Editoriais são vítimas freqüentes do pecado do nariz empinado, herança daquele tempo em que o mais importante num jornal era sua opinião.

Os do “New York Times” não chegam a afirmar que valem mais do que o resto do jornal, mas certamente sugerem que, fora eles, o leitor só encontrará mesmo o resto. Não deve ser por acaso que, quando lhes dá na veneta, referem-se às suas opiniões como o julgamento “desta “página”, não “deste “jornal”.

Esta semana, a página se pronunciou sobre a Amazônia, condenando o desmatamento. É preciosa - e preciosa - sua definição sobre o comportamento das autoridades brasileiras: afirma que elas agem com senso de responsabilidade “intermitente”. Nada mais correto: tanto que a última medição do desmatamento - sobre os 12 meses terminados em agosto passado - registrou a maior perda de área desde 1995. [Tomara que não seja um equívoco igual ao que cometem, em relação ao meu Estado, ao dizerem que área que não tem floresta é tida como desmatada.] É certo, por outro lado, que a má notícia embrulha um registro quase alentador: nos nove anos anteriores as notícias foram melhores.
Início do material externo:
//! Single-item fetch with ledger short-circuit.

use std::fmt;
use std::path::{Path, PathBuf};
use std::sync::Arc;

use tracing::{debug, info, instrument, warn};

use crate::backend::{FetchBackend, FetchRequest, MergeFormat};
use crate::ledger::CompletionLedger;
use crate::quality::QualityPolicy;
use crate::worklist::WorkItem;

/// Default parallel fragment transfers per item.
pub const DEFAULT_FRAGMENT_CONCURRENCY: u32 = 4;

/// Default retry budget for whole-item and fragment retries.
pub const DEFAULT_RETRIES: u32 = 10;

/// Title length budget (bytes) in output file names.
const TITLE_BYTES: usize = 200;

/// Final state of one work item.
#[derive(Debug, Clone, Copy, PartialEq, Eq)]
pub enum OutcomeStatus {
    /// The backend produced the file during this run.
    Fetched,
    /// The ledger already held the item's key; the backend was not called.
    AlreadySatisfied,
    /// The fetch failed; see the outcome detail.
    Failed,
}

/// Result of fetching one work item. Produced exactly once per dispatched item.
#[derive(Debug, Clone, PartialEq, Eq)]
pub struct FetchOutcome {
    /// Index of the work item.
    pub index: usize,
    /// Reference of the work item.
    pub reference: String,
    /// Final state.
    pub status: OutcomeStatus,
    /// `ok`, `already satisfied`, or the failure cause.
    pub detail: String,
}

impl FetchOutcome {
    /// Successful fetch.
    #[must_use]
    pub fn fetched(item: &WorkItem) -> Self {
        Self::new(item, OutcomeStatus::Fetched, "ok")
    }

    /// Skipped because the ledger already records the item.
    #[must_use]
    pub fn already_satisfied(item: &WorkItem) -> Self {
        Self::new(item, OutcomeStatus::AlreadySatisfied, "already satisfied")
    }

    /// Failed fetch with a cause.
    #[must_use]
    pub fn failed(item: &WorkItem, detail: impl Into<String>) -> Self {
        Self::new(item, OutcomeStatus::Failed, detail)
    }

    fn new(item: &WorkItem, status: OutcomeStatus, detail: impl Into<String>) -> Self {
        Self {
            index: item.index,
            reference: item.reference.clone(),
            status,
            detail: detail.into(),
        }
    }

    /// True for fetched and already-satisfied items.
    #[must_use]
    pub fn is_success(&self) -> bool {
        self.status != OutcomeStatus::Failed
    }
}

impl fmt::Display for FetchOutcome {
    fn fmt(&self, f: &mut fmt::Formatter<'_>) -> fmt::Result {
        match self.status {
            OutcomeStatus::Fetched => write!(f, "[{:03}] done", self.index),
            OutcomeStatus::AlreadySatisfied => write!(f, "[{:03}] already satisfied", self.index),
            OutcomeStatus::Failed => write!(f, "[{:03}] failed: {}", self.index, self.detail),
        }
    }
}

/// Per-run fetch parameters shared by every item.
#[derive(Debug, Clone, PartialEq, Eq)]
pub struct FetchSettings {
    /// Collection directory; every item lands here.
    pub output_dir: PathBuf,
    /// Format selector.
    pub policy: QualityPolicy,
    /// Parallel fragment transfers per item.
    pub fragment_concurrency: u32,
    /// Retry budget per item.
    pub retries: u32,
    /// Preferred merge container.
    pub merge_format: MergeFormat,
}

/// Builds the output template for item `index` inside `dir`.
///
/// `007 - %(title).200B.%(ext)s`: the zero-padded index keeps names unique
/// and ordered no matter which item finishes first.
#[must_use]
pub fn output_template(dir: &Path, index: usize) -> String {
    dir.join(format!("{index:03} - %(title).{TITLE_BYTES}B.%(ext)s"))
        .display()
        .to_string()
}

/// Executes single-item fetches against a backend.
///
/// Failures never escape as errors: every call returns a [`FetchOutcome`].
#[derive(Clone)]
pub struct FetchWorker {
    backend: Arc<dyn FetchBackend>,
    ledger: Arc<CompletionLedger>,
    settings: FetchSettings,
}

impl fmt::Debug for FetchWorker {
    fn fmt(&self, f: &mut fmt::Formatter<'_>) -> fmt::Result {
        f.debug_struct("FetchWorker")
            .field("backend", &self.backend.name())
            .field("ledger", &self.ledger.path())
            .field("settings", &self.settings)
            .finish()
    }
}

impl FetchWorker {
    /// Creates a worker. All items of a collection must share the same ledger.
    #[must_use]
    pub fn new(
        backend: Arc<dyn FetchBackend>,
        ledger: Arc<CompletionLedger>,
        settings: FetchSettings,
    ) -> Self {
        Self {
            backend,
            ledger,
            settings,
        }
    }

    /// Returns the shared settings.
    #[must_use]
    pub fn settings(&self) -> &FetchSettings {
        &self.settings
    }

    /// Fetches one item.
    #[instrument(skip(self, item), fields(index = item.index, reference = %item.reference))]
    pub async fn fetch(&self, item: &WorkItem) -> FetchOutcome {
        let key = item
            .completion_key
            .clone()
            .or_else(|| self.backend.completion_key(&item.reference));

        if let Some(key) = key.clone() {
            let ledger = Arc::clone(&self.ledger);
            let lookup = tokio::task::spawn_blocking(move || ledger.has(&key)).await;
            match lookup {
                Ok(Ok(true)) => {
                    debug!("ledger already records item; skipping backend");
                    return FetchOutcome::already_satisfied(item);
                }
                Ok(Ok(false)) => {}
                Ok(Err(e)) => warn!(error = %e, "ledger lookup failed; deferring to backend"),
                Err(e) => warn!(error = %e, "ledger lookup task failed; deferring to backend"),
            }
        }

        let request = FetchRequest {
            reference: item.reference.clone(),
            policy: self.settings.policy.clone(),
            output_template: output_template(&self.settings.output_dir, item.index),
            ledger_path: self.ledger.path().to_path_buf(),
            retries: self.settings.retries,
            fragment_concurrency: self.settings.fragment_concurrency,
            merge_format: self.settings.merge_format,
        };

        match self.backend.fetch(&request).await {
            Ok(()) => {
                if let Some(key) = key {
                    self.record_completion(key).await;
                }
                info!(backend = self.backend.name(), "fetch completed");
                FetchOutcome::fetched(item)
            }
            Err(e) => {
                warn!(backend = self.backend.name(), error = %e, "fetch failed");
                FetchOutcome::failed(item, e.to_string())
            }
        }
    }

    async fn record_completion(&self, key: String) {
        let ledger = Arc::clone(&self.ledger);
        let task_key = key.clone();
        match tokio::task::spawn_blocking(move || ledger.record(&task_key)).await {
            Ok(Ok(_)) => {}
            Ok(Err(e)) => warn!(key = %key, error = %e, "failed to record completion"),
            Err(e) => warn!(key = %key, error = %e, "completion record task failed"),
        }
    }
}
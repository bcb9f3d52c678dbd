//! Tool result helpers

use rmcp::model::{CallToolResult, Content};

/// A successful tool result carrying one text block
///
/// ```rust,ignore
/// Ok(mcp_common::text_success(markdown))
/// ```
pub fn text_success(text: impl Into<String>) -> CallToolResult {
    CallToolResult::success(vec![Content::text(text.into())])
}
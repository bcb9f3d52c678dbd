//! OpenAI-compatible chat-completions client
//!
//! Works against any endpoint exposing `POST {base}/chat/completions`
//! with bearer authentication (DashScope compatible mode, OpenAI, vLLM).

use async_trait::async_trait;
use reqwest::Client;
use serde::{Deserialize, Serialize};

use super::{ChatModel, LlmError, Message};
use crate::config::ModelConfig;

/// Chat-completions client
pub struct OpenAiClient {
    client: Client,
    base_url: String,
    api_key: String,
    model: String,
}

#[derive(Debug, Serialize)]
struct ChatRequest<'a> {
    model: &'a str,
    messages: &'a [Message],
    stream: bool,
}

#[derive(Debug, Deserialize)]
struct ChatResponse {
    #[serde(default)]
    choices: Vec<Choice>,
}

#[derive(Debug, Deserialize)]
struct Choice {
    message: ChoiceMessage,
}

#[derive(Debug, Deserialize)]
struct ChoiceMessage {
    content: Option<String>,
}

impl OpenAiClient {
    pub fn new(config: &ModelConfig) -> Result<Self, LlmError> {
        let client = Client::builder()
            .user_agent(concat!("nl2sql-mcp/", env!("CARGO_PKG_VERSION")))
            .timeout(config.timeout())
            .build()?;

        Ok(Self {
            client,
            base_url: config.url.trim_end_matches('/').to_string(),
            api_key: config.key.clone(),
            model: config.name.clone(),
        })
    }

    fn endpoint(&self) -> String {
        format!("{}/chat/completions", self.base_url)
    }
}

#[async_trait]
impl ChatModel for OpenAiClient {
    async fn complete(&self, messages: &[Message]) -> Result<String, LlmError> {
        let request = ChatRequest {
            model: &self.model,
            messages,
            stream: false,
        };

        tracing::debug!("Requesting completion from {} ({})", self.endpoint(), self.model);
        let response = self
            .client
            .post(self.endpoint())
            .bearer_auth(&self.api_key)
            .json(&request)
            .send()
            .await?;

        if !response.status().is_success() {
            let status = response.status().as_u16();
            let body = response.text().await.unwrap_or_default();
            return Err(LlmError::Api { status, body });
        }

        let body: ChatResponse = response.json().await?;
        body.choices
            .into_iter()
            .next()
            .and_then(|c| c.message.content)
            .ok_or(LlmError::EmptyResponse)
    }

    fn model(&self) -> &str {
        &self.model
    }
}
Mas é a notícia mais recente que realmente interessa, não é essa a regra? Tudo pesado e medido, impõe-se a conclusão de que a última grande floresta tropical tem de ser bem preservada. As intenções federais a respeito (o editorial elogia o trabalho da Ministra Marina Silva) parecem louváveis. Embora, claro, insuficientes, além de sabotadas pela generalizada ineficiência da burocracia. Como se viu esta semana, com o registro de que madeireiros fazem o que querem em áreas indígenas e de proteção ambiental da Amazônia por pura incompetência do Ibama.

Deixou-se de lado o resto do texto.